DATA FOR PROCESSING →
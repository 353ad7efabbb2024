//! Action template resolution
//!
//! `#NAME#` placeholders are replaced with facts about the transfer, then
//! every `%s` is filled left to right from the transfer arguments. Unknown
//! placeholders and surplus `%s` markers are left untouched.

use crate::session::TransferSession;
use regex::{Captures, Regex};
use std::path::Path;
use std::sync::OnceLock;

fn placeholder_pattern() -> Option<&'static Regex> {
    static PATTERN: OnceLock<Option<Regex>> = OnceLock::new();
    PATTERN
        .get_or_init(|| Regex::new(r"#([A-Z]+)#").ok())
        .as_ref()
}

fn file_name(path: &Path) -> String {
    path.file_name()
        .map(|name| name.to_string_lossy().into_owned())
        .unwrap_or_default()
}

fn placeholder_value(name: &str, session: &TransferSession) -> Option<String> {
    let info = session.info();
    let value = match name {
        "TRUEFULLPATH" => session.file().true_path().display().to_string(),
        "TRUEFILENAME" => file_name(&session.file().true_path()),
        "ORIGINALFULLPATH" => info.original_path.clone(),
        "ORIGINALFILENAME" => file_name(Path::new(&info.original_path)),
        "SPECIALID" | "TRANSFERID" => session.record().id().to_string(),
        "REMOTEHOST" => info.remote_host.clone(),
        "LOCALHOST" => info.local_host.clone(),
        "RULE" => info.rule.clone(),
        "DATE" => chrono::Local::now().format("%Y%m%d").to_string(),
        "HOUR" => chrono::Local::now().format("%H%M%S").to_string(),
        _ => return None,
    };
    Some(value)
}

/// Resolve `template` for `session`, filling `%s` from `transfer_args`
pub fn resolve_template(
    template: &str,
    session: &TransferSession,
    transfer_args: &[String],
) -> String {
    let substituted = match placeholder_pattern() {
        Some(pattern) => pattern
            .replace_all(template, |caps: &Captures<'_>| {
                placeholder_value(&caps[1], session).unwrap_or_else(|| caps[0].to_string())
            })
            .into_owned(),
        None => template.to_string(),
    };

    let mut resolved = String::with_capacity(substituted.len());
    let mut rest = substituted.as_str();
    let mut args = transfer_args.iter();
    while let Some(pos) = rest.find("%s") {
        resolved.push_str(&rest[..pos]);
        match args.next() {
            Some(arg) => resolved.push_str(arg),
            None => resolved.push_str("%s"),
        }
        rest = &rest[pos + 2..];
    }
    resolved.push_str(rest);
    resolved
}
//! Retrieve-side transfer runner
//!
//! One runner drives one outbound transfer: it streams the file under
//! backpressure (or skips streaming when resuming a transfer whose data phase
//! already finished), waits for the send path to flush the end marker, then
//! reconciles the local outcome with the peer.
//!
//! Every exit path (setup failure, normal completion, panic in the block
//! producer) converges on a single `finalize_once` call, and the cleanup hook
//! fires exactly once as the very last step. A `run` future dropped before it
//! ended (aborted task, runtime shutdown) is finalized in error by a guard.

use crate::error::Error;
use crate::result::TransferResult;
use crate::session::{RetrieveEndHook, RetrieveOutcome, TransferSession};
use crate::types::{ControlMessage, ErrorCode, RunnerState, TransferStep};
use futures::FutureExt;
use std::any::Any;
use std::panic::AssertUnwindSafe;
use std::sync::Arc;
use std::sync::atomic::{AtomicBool, AtomicU8, Ordering};
use tokio_util::sync::CancellationToken;

/// How the data phase ended
#[derive(Debug)]
enum DataPhase {
    /// End-of-transfer future is done (successfully or not)
    Completed,
    /// The data phase could not run to completion; notify the peer and fail
    SetupFailed(Error, ErrorCode),
    /// The block producer panicked
    Panicked(String),
}

/// Drives a single outbound transfer to a validated or invalidated request
pub struct TransferRunner {
    session: Arc<TransferSession>,
    end_hook: Arc<dyn RetrieveEndHook>,
    running: CancellationToken,
    started: AtomicBool,
    finalized: AtomicBool,
    closed: AtomicBool,
    state: AtomicU8,
}

/// Finalizes a runner whose `run` future is dropped before it ended
struct AbandonGuard<'a> {
    runner: &'a TransferRunner,
}

impl Drop for AbandonGuard<'_> {
    fn drop(&mut self) {
        self.runner.abandon();
    }
}

impl TransferRunner {
    /// Runner for `session`; `end_hook` is told once the attempt is over
    pub fn new(session: Arc<TransferSession>, end_hook: Arc<dyn RetrieveEndHook>) -> Self {
        Self {
            session,
            end_hook,
            running: CancellationToken::new(),
            started: AtomicBool::new(false),
            finalized: AtomicBool::new(false),
            closed: AtomicBool::new(false),
            state: AtomicU8::new(RunnerState::Starting.to_u8()),
        }
    }

    /// Ask the block producer to stop reading
    ///
    /// Advisory: writes already submitted complete, no further block is read.
    pub fn stop_runner(&self) {
        tracing::info!(
            transfer_id = self.session.record().id().0,
            "stop requested for transfer runner"
        );
        self.running.cancel();
    }

    /// Current state of the runner
    pub fn state(&self) -> RunnerState {
        RunnerState::from_u8(self.state.load(Ordering::SeqCst))
    }

    /// Session driven by this runner
    pub fn session(&self) -> &Arc<TransferSession> {
        &self.session
    }

    /// Run on a dedicated task
    pub fn spawn(self: Arc<Self>) -> tokio::task::JoinHandle<()> {
        tokio::spawn(async move { self.run().await })
    }

    /// Run the transfer to completion
    ///
    /// A runner runs at most once; later calls return immediately.
    pub async fn run(&self) {
        let transfer_id = self.session.record().id().0;
        if self.started.swap(true, Ordering::SeqCst) {
            tracing::warn!(transfer_id, "transfer runner already started");
            return;
        }
        let _guard = AbandonGuard { runner: self };

        let phase = match AssertUnwindSafe(self.data_phase()).catch_unwind().await {
            Ok(phase) => phase,
            Err(panic) => DataPhase::Panicked(panic_message(&*panic)),
        };

        if let Err(panic) = AssertUnwindSafe(self.finalize_once(phase))
            .catch_unwind()
            .await
        {
            tracing::error!(
                transfer_id,
                panic = %panic_message(&*panic),
                "transfer finalization panicked"
            );
        }

        self.close();
    }

    /// Fire the cleanup hook and move to `Closed`; only the first call acts
    fn close(&self) {
        if self.closed.swap(true, Ordering::SeqCst) {
            return;
        }
        self.end_hook.retrieve_ended(self.session.channel());
        self.set_state(RunnerState::Closed);
        tracing::debug!(
            transfer_id = self.session.record().id().0,
            "transfer runner closed"
        );
    }

    /// Synchronous finalization of a run dropped before it closed
    fn abandon(&self) {
        if self.closed.load(Ordering::SeqCst) {
            return;
        }
        let transfer_id = self.session.record().id().0;
        let state = self.state();
        tracing::warn!(transfer_id, ?state, "transfer runner dropped before completion");

        let code = if self.running.is_cancelled() {
            ErrorCode::StoppedTransfer
        } else {
            ErrorCode::Internal
        };
        let cause = Arc::new(Error::Transfer(format!(
            "transfer runner dropped while {:?}",
            state
        )));
        let mut result = self.session.result(code).answered(true);
        result.cause = Some(cause.clone());

        let ctx = self.session.channel();
        ctx.future_end_transfer()
            .set_failure_shared(cause, Some(result.clone()));
        if self.session.finalize_detached(result) {
            ctx.close();
            self.set_state(RunnerState::Invalidated);
        }
        self.close();
    }

    async fn data_phase(&self) -> DataPhase {
        let ctx = self.session.channel();
        let transfer_id = self.session.record().id().0;

        if let Err(e) = self.session.config().validate() {
            tracing::error!(transfer_id, error = %e, "invalid engine configuration");
            return DataPhase::SetupFailed(e, ErrorCode::Internal);
        }

        if self.session.record().global_step().await == TransferStep::PostTask {
            tracing::info!(transfer_id, "data already sent, resuming at end of transfer");
            if let Err(e) = ctx.send_control(ControlMessage::EndTransfer).await {
                tracing::error!(transfer_id, error = %e, "cannot send end of transfer");
                return DataPhase::SetupFailed(e, ErrorCode::TransferError);
            }
        } else {
            self.set_state(RunnerState::Streaming);
            let file = self.session.file().clone();
            match file.retrieve_blocking(&self.session, &self.running).await {
                Ok(RetrieveOutcome::Completed) => {}
                Ok(RetrieveOutcome::Stopped) if !ctx.future_end_transfer().is_done() => {
                    return DataPhase::SetupFailed(
                        Error::Transfer("transfer stopped before end of file".to_string()),
                        ErrorCode::StoppedTransfer,
                    );
                }
                Ok(RetrieveOutcome::Stopped) => {}
                Err(e) => {
                    tracing::error!(transfer_id, error = %e, "error while sending file blocks");
                    return DataPhase::SetupFailed(e, ErrorCode::TransferError);
                }
            }
        }

        self.set_state(RunnerState::AwaitingLocalCompletion);
        ctx.future_end_transfer().wait().await;
        DataPhase::Completed
    }

    async fn finalize_once(&self, phase: DataPhase) {
        if self
            .finalized
            .compare_exchange(false, true, Ordering::SeqCst, Ordering::SeqCst)
            .is_err()
        {
            tracing::debug!(
                transfer_id = self.session.record().id().0,
                "transfer runner already finalized"
            );
            return;
        }

        let end_success = self.session.channel().future_end_transfer().is_success();
        match phase {
            DataPhase::SetupFailed(cause, code) => self.transfer_in_error(cause, code).await,
            DataPhase::Panicked(message) if !end_success => {
                tracing::error!(
                    transfer_id = self.session.record().id().0,
                    panic = %message,
                    "block producer panicked"
                );
                self.transfer_in_error(
                    Error::system(format!("block producer panicked: {}", message)),
                    ErrorCode::TransferError,
                )
                .await
            }
            DataPhase::Completed | DataPhase::Panicked(_) if end_success => self.validate().await,
            DataPhase::Completed | DataPhase::Panicked(_) => self.invalidate().await,
        }
    }

    /// Local success: acknowledge the request and wait (bounded) for the peer
    async fn validate(&self) {
        self.set_state(RunnerState::Reconciling);
        let ctx = self.session.channel();
        let transfer_id = self.session.record().id().0;

        if !ctx.is_request_done() {
            let end_request = ControlMessage::EndRequest {
                code: ErrorCode::CompleteOk,
            };
            if let Err(e) = ctx.send_control(end_request).await {
                tracing::warn!(transfer_id, error = %e, "cannot send end request");
            }
            ctx.request_is_done();
        }

        let known = ctx
            .future_end_transfer()
            .result()
            .unwrap_or_else(|| self.session.result(ErrorCode::CompleteOk));

        let wait = self.session.config().network.handshake_wait();
        if !ctx.future_request().wait_timeout(wait).await {
            tracing::warn!(
                transfer_id,
                ?wait,
                "no acknowledgement from peer, validating request locally"
            );
            ctx.validate_request(known.clone());
        }

        if ctx.future_request().is_failed() {
            tracing::warn!(transfer_id, "request invalidated by peer after end of transfer");
            self.set_state(RunnerState::Invalidated);
        } else {
            self.session.set_finalize_transfer(true, known).await;
            self.set_state(RunnerState::Validated);
        }

        if self.session.record().is_self_requested() {
            ctx.close();
        }
    }

    /// Local failure reported through the end-of-transfer future
    async fn invalidate(&self) {
        self.set_state(RunnerState::Reconciling);
        let ctx = self.session.channel();
        let transfer_id = self.session.record().id().0;
        let end = ctx.future_end_transfer();

        let mut result = end
            .result()
            .unwrap_or_else(|| self.session.result(ErrorCode::TransferError));
        if result.cause.is_none() {
            result.cause = end.cause();
        }

        if end.is_done() && !result.is_answered {
            let notice = ControlMessage::transfer_error();
            if let Err(e) = ctx.send_control(notice.clone()).await {
                tracing::warn!(transfer_id, error = %e, "cannot notify peer of transfer error");
            }
            result = result.answered(true).with_attachment(notice);
        }

        tracing::warn!(transfer_id, code = %result.code, "End Retrieve in Error");
        self.session.set_finalize_transfer(false, result).await;
        self.set_state(RunnerState::Invalidated);
    }

    /// Data phase could not complete: tell the peer, fail everything, close
    async fn transfer_in_error(&self, cause: Error, code: ErrorCode) {
        let ctx = self.session.channel();
        let transfer_id = self.session.record().id().0;

        let notice = ControlMessage::transfer_error();
        if let Err(e) = ctx.send_control(notice.clone()).await {
            tracing::warn!(transfer_id, error = %e, "cannot notify peer of transfer error");
        }

        let cause = Arc::new(cause);
        let mut result: TransferResult = self
            .session
            .result(code)
            .answered(true)
            .with_attachment(notice);
        result.cause = Some(cause.clone());

        ctx.future_end_transfer()
            .set_failure_shared(cause.clone(), Some(result.clone()));
        tracing::error!(transfer_id, code = %code, error = %cause, "transfer in error");
        self.session.set_finalize_transfer(false, result).await;
        ctx.close();
        self.set_state(RunnerState::Invalidated);
    }

    fn set_state(&self, state: RunnerState) {
        self.state.store(state.to_u8(), Ordering::SeqCst);
    }
}

fn panic_message(panic: &(dyn Any + Send)) -> String {
    panic
        .downcast_ref::<&str>()
        .map(|s| s.to_string())
        .or_else(|| panic.downcast_ref::<String>().cloned())
        .unwrap_or_else(|| "unknown panic".to_string())
}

WHAT THE TASK REQUIRES →
Output, exactly and in full, the lines from the start of the entries above through the line that contains "fn placeholder_pattern() ->".

OUTPUT FOR THIS EXERCISE →
repository 353ad7efabbb2024
//! Action template resolution
//!
//! `#NAME#` placeholders are replaced with facts about the transfer, then
//! every `%s` is filled left to right from the transfer arguments. Unknown
//! placeholders and surplus `%s` markers are left untouched.

use crate::session::TransferSession;
use regex::{Captures, Regex};
use std::path::Path;
use std::sync::OnceLock;

fn placeholder_pattern() -> Option<&'static Regex> {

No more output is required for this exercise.